Julho Verde 2022 - Carolina Ferrão Huibers Vitor: Tive câncer de orofaringe, um nódulo pequeno e indolor foi o primeiro sinal


Meu nome é Carolina Ferrão Huibers Vitor, tenho 45 anos, sou casada com Claudio e mãe de três filhos. Moramos em Sete Lagoas, Minas Gerais e somos muito felizes. Em 2020, durante a pandemia da Covid-19, fui diagnosticada com câncer de orofaringe, um tipo de câncer de cabeça e pescoço.


Quando recebi o diagnóstico, olhei para o câncer como uma etapa a ser vencida e não como uma sentença de morte e hoje posso dizer que venci.


Um pequeno incomodo estético


Tudo começou, em novembro de 2019, quando percebi um pequeno nódulo embaixo de minha mandíbula. Apesar de não sentir dor ou qualquer outro sintoma, achei muito estranho aquele caroço e resolvi buscar avaliação médica.


Sou nutricionista de formação e sempre estive atenta a minha saúde. Meus exames de sangue estavam normais e uma ultrassonografia mostrou que o nódulo por dentro parecia algo líquido e o médico disse que logo esse nódulo iria desaparecer, mas isso não aconteceu. Em janeiro de 2020, o nódulo ainda continuava lá. Eu não sentia qualquer dor, meu incomodo era estético e decidi fazer consultas com dois especialistas, um médico otorrinolaringologista e um endocrinologista.


O otorrino olhou a ultrassonografia e pediu que eu procurasse um cirurgião de cabeça e pescoço. Foi o que fiz imediatamente.  Esse especialista achou que se tratava de uma má formação genética. Recomendou a retirada cirúrgica porque eu estava incomodada com a aparência daquele nódulo. Veio a pandemia da Covid-19 em março de 2020 e como minha cirurgia era estética, foi adiada.


Um sinal diferente


No entanto, em agosto de 2020, comecei a sentir certa dor na região do nódulo. Voltei ao cirurgião de cabeça e pescoço que ao me examinar percebeu que as amígdalas estavam diferentes. Realizei uma nasofibrolaringoscopia, um tipo de endoscopia feita pelo nariz, que permite colher amostras de tecido para biopsia.


Nesse exame veio a confirmação de um câncer de orofaringe. Foi quando tudo mudou e o tempo passou a ser importante. O tratamento indicado para meu caso foi quimioterapia e radioterapia.


Suporte multidisciplinar


Foi durante o tratamento que descobri a existência e a importância da equipe multidisciplinar. Além do oncologista clínico, responsável pelo tratamento de quimioterapia, e o radioterapeuta, responsável pela radioterapia, tive o suporte de enfermeiros, dentistas, nutricionistas, psicólogos.

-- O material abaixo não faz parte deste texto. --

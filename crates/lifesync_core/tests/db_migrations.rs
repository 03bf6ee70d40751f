use lifesync_core::db::migrations::latest_version;
use lifesync_core::db::{open_db, open_db_in_memory, DbError};
use rusqlite::Connection;

#[test]
fn open_db_in_memory_applies_all_migrations() {
    let conn = open_db_in_memory().unwrap();

    assert_eq!(schema_version(&conn), latest_version());
    assert_table_exists(&conn, "storage_slots");
    assert_table_exists(&conn, "slot_backups");
}

#[test]
fn opening_same_database_twice_is_idempotent() {
    let dir = tempfile::tempdir().unwrap();
    let path = dir.path().join("nested").join("lifesync.db");

    let conn_first = open_db(&path).unwrap();
    assert_eq!(schema_version(&conn_first), latest_version());
    drop(conn_first);

    let conn_second = open_db(&path).unwrap();
    assert_eq!(schema_version(&conn_second), latest_version());
    assert_table_exists(&conn_second, "storage_slots");
}

#[test]
fn database_at_version_one_is_upgraded() {
    let dir = tempfile::tempdir().unwrap();
    let path = dir.path().join("v1.db");

    let conn = Connection::open(&path).unwrap();
    conn.execute_batch(include_str!("../src/db/migrations/0001_storage_slots.sql"))
        .unwrap();
    conn.execute(
        "INSERT INTO storage_slots (key, value) VALUES ('lifesync_data_v1', '{}');",
        [],
    )
    .unwrap();
    conn.execute_batch("PRAGMA user_version = 1;").unwrap();
    drop(conn);

    let conn = open_db(&path).unwrap();
    assert_eq!(schema_version(&conn), latest_version());
    assert_table_exists(&conn, "slot_backups");
    let value: String = conn
        .query_row(
            "SELECT value FROM storage_slots WHERE key = 'lifesync_data_v1';",
            [],
            |row| row.get(0),
        )
        .unwrap();
    assert_eq!(value, "{}");
}

#[test]
fn opening_database_with_newer_schema_version_returns_error() {
    let dir = tempfile::tempdir().unwrap();
    let path = dir.path().join("future.db");

    let conn = Connection::open(&path).unwrap();
    conn.execute_batch("PRAGMA user_version = 999;").unwrap();
    drop(conn);

    let err = open_db(&path).unwrap_err();
    match err {
        DbError::UnsupportedSchemaVersion {
            db_version,
            latest_supported,
        } => {
            assert_eq!(db_version, 999);
            assert_eq!(latest_supported, latest_version());
        }
        other => panic!("unexpected error: {other}"),
    }
}

#[test]
fn unusable_parent_directory_is_reported() {
    let dir = tempfile::tempdir().unwrap();
    let blocker = dir.path().join("not_a_dir");
    std::fs::write(&blocker, "file").unwrap();

    let err = open_db(blocker.join("lifesync.db")).unwrap_err();
    match err {
        DbError::CreateDir { path, .. } => assert_eq!(path, blocker),
        other => panic!("unexpected error: {other}"),
    }
}

fn schema_version(conn: &Connection) -> u32 {
    conn.query_row("PRAGMA user_version;", [], |row| row.get(0))
        .unwrap()
}

fn assert_table_exists(conn: &Connection, table_name: &str) {
    let exists: i64 = conn
        .query_row(
            "SELECT EXISTS(
                SELECT 1
                FROM sqlite_master
                WHERE type = 'table' AND name = ?1
            );",
            [table_name],
            |row| row.get(0),
        )
        .unwrap();
    assert_eq!(exists, 1, "table {table_name} does not exist");
}
//! SQLite-backed storage slot.
//!
//! # Responsibility
//! - Persist slot documents in `storage_slots` with upsert semantics.
//! - Keep superseded documents in `slot_backups` for manual recovery.
//!
//! # Invariants
//! - Connections are obtained through `db::open_db*`, so migrations have run.
//! - One row per key in `storage_slots`.

use super::slot::{SlotResult, StorageSlot};
use crate::db::{open_db, open_db_in_memory};
use rusqlite::{params, Connection, OptionalExtension};
use std::path::Path;

/// Maximum number of quarantined copies kept per key.
const MAX_BACKUPS_PER_KEY: i64 = 5;

/// Slot store over a migrated SQLite connection.
pub struct SqliteSlot {
    conn: Connection,
}

impl SqliteSlot {
    /// Opens (or creates) a file-backed slot database.
    pub fn open(path: impl AsRef<Path>) -> SlotResult<Self> {
        Ok(Self {
            conn: open_db(path)?,
        })
    }

    /// Opens a private in-memory slot database.
    pub fn open_in_memory() -> SlotResult<Self> {
        Ok(Self {
            conn: open_db_in_memory()?,
        })
    }

    pub fn connection(&self) -> &Connection {
        &self.conn
    }

    /// Number of quarantined copies for `key`.
    pub fn backup_count(&self, key: &str) -> SlotResult<usize> {
        let count: i64 = self.conn.query_row(
            "SELECT COUNT(*) FROM slot_backups WHERE key = ?1;",
            [key],
            |row| row.get(0),
        )?;
        Ok(usize::try_from(count).unwrap_or_default())
    }

    /// Latest quarantined raw document for `key`.
    pub fn latest_backup(&self, key: &str) -> SlotResult<Option<(String, String)>> {
        let backup = self
            .conn
            .query_row(
                "SELECT value, reason FROM slot_backups
                 WHERE key = ?1
                 ORDER BY created_at DESC, id DESC
                 LIMIT 1;",
                [key],
                |row| Ok((row.get(0)?, row.get(1)?)),
            )
            .optional()?;
        Ok(backup)
    }
}

impl StorageSlot for SqliteSlot {
    fn read(&self, key: &str) -> SlotResult<Option<String>> {
        let value = self
            .conn
            .query_row(
                "SELECT value FROM storage_slots WHERE key = ?1;",
                [key],
                |row| row.get::<_, String>(0),
            )
            .optional()?;
        Ok(value)
    }

    fn write(&mut self, key: &str, value: &str) -> SlotResult<()> {
        self.conn.execute(
            "INSERT INTO storage_slots (key, value, updated_at)
             VALUES (?1, ?2, strftime('%s', 'now') * 1000)
             ON CONFLICT(key) DO UPDATE SET
                value = excluded.value,
                updated_at = excluded.updated_at;",
            params![key, value],
        )?;
        Ok(())
    }

    fn remove(&mut self, key: &str) -> SlotResult<()> {
        self.conn
            .execute("DELETE FROM storage_slots WHERE key = ?1;", [key])?;
        Ok(())
    }

    fn quarantine(&mut self, key: &str, raw: &str, reason: &str) -> SlotResult<()> {
        let tx = self.conn.transaction()?;
        tx.execute(
            "INSERT INTO slot_backups (key, value, reason) VALUES (?1, ?2, ?3);",
            params![key, raw, reason],
        )?;
        tx.execute(
            "DELETE FROM slot_backups
             WHERE key = ?1
               AND id NOT IN (
                   SELECT id FROM slot_backups
                   WHERE key = ?1
                   ORDER BY created_at DESC, id DESC
                   LIMIT ?2
               );",
            params![key, MAX_BACKUPS_PER_KEY],
        )?;
        tx.commit()?;
        Ok(())
    }
}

Esse time foi fundamental na minha jornada de tratamento e não tenho palavras para agradecer a cada um deles e aos médicos. Além da minha família, pude contar com o acompanhamento de todos esses profissionais.


Celebrar a vida


Meu tratamento foi de novembro de 2020 a fevereiro de 2021. O fato de eu não ter ignorado aquele nódulo e ter buscado avaliação médica, ter tido todo o apoio familiar, ter acesso aos exames, ao tratamento e uma equipe médica e multiprofissional de excelência foram determinantes para alcançar o resultado esperado.


O PET-CT, exame de diagnóstico por imagem capaz de identificar o câncer em qualquer região do corpo, mostrou que eu estava livre do câncer de orofaringe e que não havia qualquer sinal da doença em outros locais.


Neste dia, celebramos a vida em família com muita alegria e é o que fazemos todos os dias. Hoje sou uma pessoa que cuida ainda mais da saúde e se eu tivesse que escolher uma ideia para passar adiante sobre a minha experiência com o câncer eu diria: fique atento a qualquer mudança em seu corpo e procure um médico. Se você tiver um câncer, o tempo é seu aliado.